金斗焕原本站在棺材板上,等待着周轻侯力竭被擒拿下来,然后好好的快活一下,哪里能够想到,从下面的棺材板,蓦然直接就飞起一刀,往他要命的位置斩了过去。
金斗焕不愧是一流武道高手,感觉到危险之后,旋即一人跨步就要闪过,浑身的汗毛都竖起了,快步前冲避开,只觉着胯下凉飕飕,火辣辣的疼痛,伸手一摸,发现虽然没被一刀劈成两片,但是已经是丢了一条腿,男人最重要的那条腿被一刀切掉了。
张垂从被自己一刀劈开的棺材板站了起来,脸色有些惆怅。
之前还不觉得,刚才那一刀,只是切下了金斗焕的第三条腿,才发现,大横刀还是短了点。
自然,这也跟张垂没有全然掌握一刀两断精髓有关。
说起来,还是只因大横刀本身就被人砍断的缘故,才短了一截,若不然,刚才那一刀,就算是无法一刀劈成两片,也是开膛破肚。
一刀两断,最关键在于那拔刀一斩的技巧,配合上张垂本身的蛮力,就算是一流武道高手,没注意之下,都要被砍死。
「杀了他,给我杀了他,我要把他碎尸万段再拿去喂鱼。」金斗焕胯下火辣辣的疼痛,再不见之前的从容不迫,而是变得疯狂甚至是疯癫了。
对于一人淫棍而言,最可怕的事情不是被关小黑屋再看不到也碰不到女人了,快乐并不止于有女人,但是没了是非根,从此以后,有心无力。
这才是最可怕的事情。
「斩断是非根,一朝入宫当公公。」张垂嘿嘿笑了一声,趁着金家的一行人发呆的时候,直接来到了周轻侯的身旁。
「金公公,我有一套绝世剑法,需要自宫才能学习,只要你愿意拜我为师,我就能够传你这套绝世剑法。
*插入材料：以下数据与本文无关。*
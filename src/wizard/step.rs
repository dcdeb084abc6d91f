//! Declarative step model.
//!
//! A step never carries a callback: its validation rule is derived from
//! [`InputKind`] and its dynamic follow-up steps from an optional
//! [`StepTemplate`].

use serde::{Deserialize, Serialize};
use std::collections::BTreeMap;
use std::fmt;

use super::error::ValidationError;
use super::validation;

/// Map from step key to validated answer.
pub type Answers = BTreeMap<String, AnswerValue>;

/// One selectable option of a choice step.
#[derive(Debug, Clone, PartialEq, Eq, Serialize, Deserialize)]
pub struct ChoiceOption {
    /// Stored value.
    pub value: String,
    /// Label shown to the user.
    pub label: String,
}

impl ChoiceOption {
    /// Builds an option.
    pub fn new(value: impl Into<String>, label: impl Into<String>) -> Self {
        Self {
            value: value.into(),
            label: label.into(),
        }
    }
}

/// Kind of platform resource a reference step expects.
#[derive(Debug, Clone, Copy, PartialEq, Eq, Hash, Serialize, Deserialize)]
#[serde(rename_all = "snake_case")]
pub enum ResourceKind {
    Channel,
    Role,
    User,
}

impl fmt::Display for ResourceKind {
    fn fmt(&self, f: &mut fmt::Formatter<'_>) -> fmt::Result {
        match self {
            ResourceKind::Channel => write!(f, "channel"),
            ResourceKind::Role => write!(f, "role"),
            ResourceKind::User => write!(f, "user"),
        }
    }
}

/// A resolved reference to a channel, role or user.
#[derive(Debug, Clone, Copy, PartialEq, Eq, Hash, Serialize, Deserialize)]
pub struct ResourceRef {
    pub kind: ResourceKind,
    pub id: i64,
}

/// Input widget a step is answered with.
#[derive(Debug, Clone, PartialEq, Eq)]
pub enum InputKind {
    /// Exactly one option from the set.
    SingleChoice { options: Vec<ChoiceOption> },
    /// Between `min` and `max` distinct options from the set.
    MultiChoice {
        options: Vec<ChoiceOption>,
        min: usize,
        max: usize,
    },
    /// Non-empty text of at most `max_len` characters.
    FreeText { max_len: usize },
    /// A mention or raw id of the given kind.
    ResourceReference { kind: ResourceKind },
}

impl InputKind {
    /// Options offered by choice steps, empty otherwise.
    pub fn options(&self) -> &[ChoiceOption] {
        match self {
            InputKind::SingleChoice { options } | InputKind::MultiChoice { options, .. } => options,
            _ => &[],
        }
    }
}

/// Template used to materialize one step per item chosen in its parent step.
#[derive(Debug, Clone, PartialEq, Eq)]
pub struct StepTemplate {
    /// Key prefix; generated keys are `"{key}:{item}"`.
    pub key: String,
    /// Prompt, with `{item}` replaced by the chosen option's label.
    pub prompt: String,
    pub input_kind: InputKind,
}

/// Validated value stored in a session's answers.
#[derive(Debug, Clone, PartialEq, Eq, Serialize, Deserialize)]
#[serde(tag = "type", content = "value", rename_all = "snake_case")]
pub enum AnswerValue {
    Choice(String),
    Choices(Vec<String>),
    Text(String),
    Reference(ResourceRef),
}

impl AnswerValue {
    /// Chosen option values, used to drive expansion.
    pub fn selected(&self) -> Vec<&str> {
        match self {
            AnswerValue::Choice(value) => vec![value.as_str()],
            AnswerValue::Choices(values) => values.iter().map(String::as_str).collect(),
            _ => Vec::new(),
        }
    }
}

impl fmt::Display for AnswerValue {
    fn fmt(&self, f: &mut fmt::Formatter<'_>) -> fmt::Result {
        match self {
            AnswerValue::Choice(value) | AnswerValue::Text(value) => write!(f, "{value}"),
            AnswerValue::Choices(values) => write!(f, "{}", values.join(", ")),
            AnswerValue::Reference(r) => write!(f, "{} {}", r.kind, r.id),
        }
    }
}

/// Raw response delivered by the presentation layer.
#[derive(Debug, Clone, PartialEq, Eq)]
pub enum RawInput {
    /// Typed message or modal field.
    Text(String),
    /// Values picked from buttons or a select menu.
    Selected(Vec<String>),
}

impl From<&str> for RawInput {
    fn from(text: &str) -> Self {
        RawInput::Text(text.to_string())
    }
}

/// Description of one wizard step.
#[derive(Debug, Clone, PartialEq, Eq)]
pub struct StepDefinition {
    pub key: String,
    pub prompt: String,
    pub input_kind: InputKind,
    pub depends_on: Vec<String>,
    pub expand: Option<StepTemplate>,
}

/// Result of a successful validation.
#[derive(Debug, Clone, PartialEq)]
pub struct Validated {
    pub value: AnswerValue,
    /// Steps to insert right after the current one.
    pub expanded: Vec<StepDefinition>,
}

impl StepDefinition {
    /// Creates a step with no dependencies and no expansion.
    pub fn new(key: impl Into<String>, prompt: impl Into<String>, input_kind: InputKind) -> Self {
        Self {
            key: key.into(),
            prompt: prompt.into(),
            input_kind,
            depends_on: Vec::new(),
            expand: None,
        }
    }

    pub fn single_choice(key: &str, prompt: &str, options: Vec<ChoiceOption>) -> Self {
        Self::new(key, prompt, InputKind::SingleChoice { options })
    }

    pub fn multi_choice(key: &str, prompt: &str, options: Vec<ChoiceOption>, min: usize, max: usize) -> Self {
        Self::new(key, prompt, InputKind::MultiChoice { options, min, max })
    }

    pub fn free_text(key: &str, prompt: &str, max_len: usize) -> Self {
        Self::new(key, prompt, InputKind::FreeText { max_len })
    }

    pub fn reference(key: &str, prompt: &str, kind: ResourceKind) -> Self {
        Self::new(key, prompt, InputKind::ResourceReference { kind })
    }

    /// Declares the earlier steps this one derives from.
    pub fn depends_on(mut self, keys: &[&str]) -> Self {
        self.depends_on = keys.iter().map(|k| k.to_string()).collect();
        self
    }

    /// Attaches a per-item expansion template.
    pub fn expand_each(mut self, key: &str, prompt: &str, input_kind: InputKind) -> Self {
        self.expand = Some(StepTemplate {
            key: key.to_string(),
            prompt: prompt.to_string(),
            input_kind,
        });
        self
    }

    /// Validates a raw response and materializes any dynamic steps.
    ///
    /// Pure: the step itself is never modified.
    pub fn validate(&self, raw: &RawInput) -> Result<Validated, ValidationError> {
        let value = validation::validate_input(&self.input_kind, raw)?;
        let expanded = match &self.expand {
            Some(template) => self.materialize(template, &value),
            None => Vec::new(),
        };
        Ok(Validated { value, expanded })
    }

    fn materialize(&self, template: &StepTemplate, value: &AnswerValue) -> Vec<StepDefinition> {
        value
            .selected()
            .into_iter()
            .map(|item| {
                let label = self
                    .input_kind
                    .options()
                    .iter()
                    .find(|o| o.value == item)
                    .map_or(item, |o| o.label.as_str());
                StepDefinition {
                    key: format!("{}:{}", template.key, item),
                    prompt: template.prompt.replace("{item}", label),
                    input_kind: template.input_kind.clone(),
                    depends_on: vec![self.key.clone()],
                    expand: None,
                }
            })
            .collect()
    }
}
」张垂顺手把大横刀塞到了周轻侯的手里面,然后抢过他手中的大斧头,在手中掂量了一下,重量不是很满意,才二三十斤左右。
「你会用刀吧?」张垂低声追问道,他只会一招一刀两断,在这种乱战的情况之下,其实并不占便宜。
「会一点。」周轻侯伸手接过大横刀,脸色有些怪异的说道,之前透过棺材板跟张垂对视,只是觉得这眼神有些眼熟,像是是在何地方见过,然而生死关头,哪里会去想那么多。
没想到竟然是张垂一脸安详的躺在棺材里面。
不得不承认,张垂的此物胆子,的确不是一般的大,况且奇思妙想,不是一般人能够不由得想到。
试想谁会闲着没事去掀开乱葬岗的棺材板看看里面是不是躺着一人活人。
对于张垂的调侃,周轻侯也是有些哭笑不得,都此物时候了,还要在朱唇上占一点便宜。
「张垂!」金斗焕咬牙切齿的瞪着张垂,疼的身体一抽一抽的,那眼神,几乎是恨不能把张垂千刀万剐生吞活剥了。
「不用客气,就算不入宫,你也会发现新世界,当一个小受,其实也别有一番乐趣不是?」张垂嘿嘿笑着出声道,左右张望着。
「我们现在业已是无路可逃了。」周轻侯无可奈何地说了一声,身处荒岛之上,就算是想逃都没地方逃去。
「我要是说我有救兵你信不信?」张垂问道。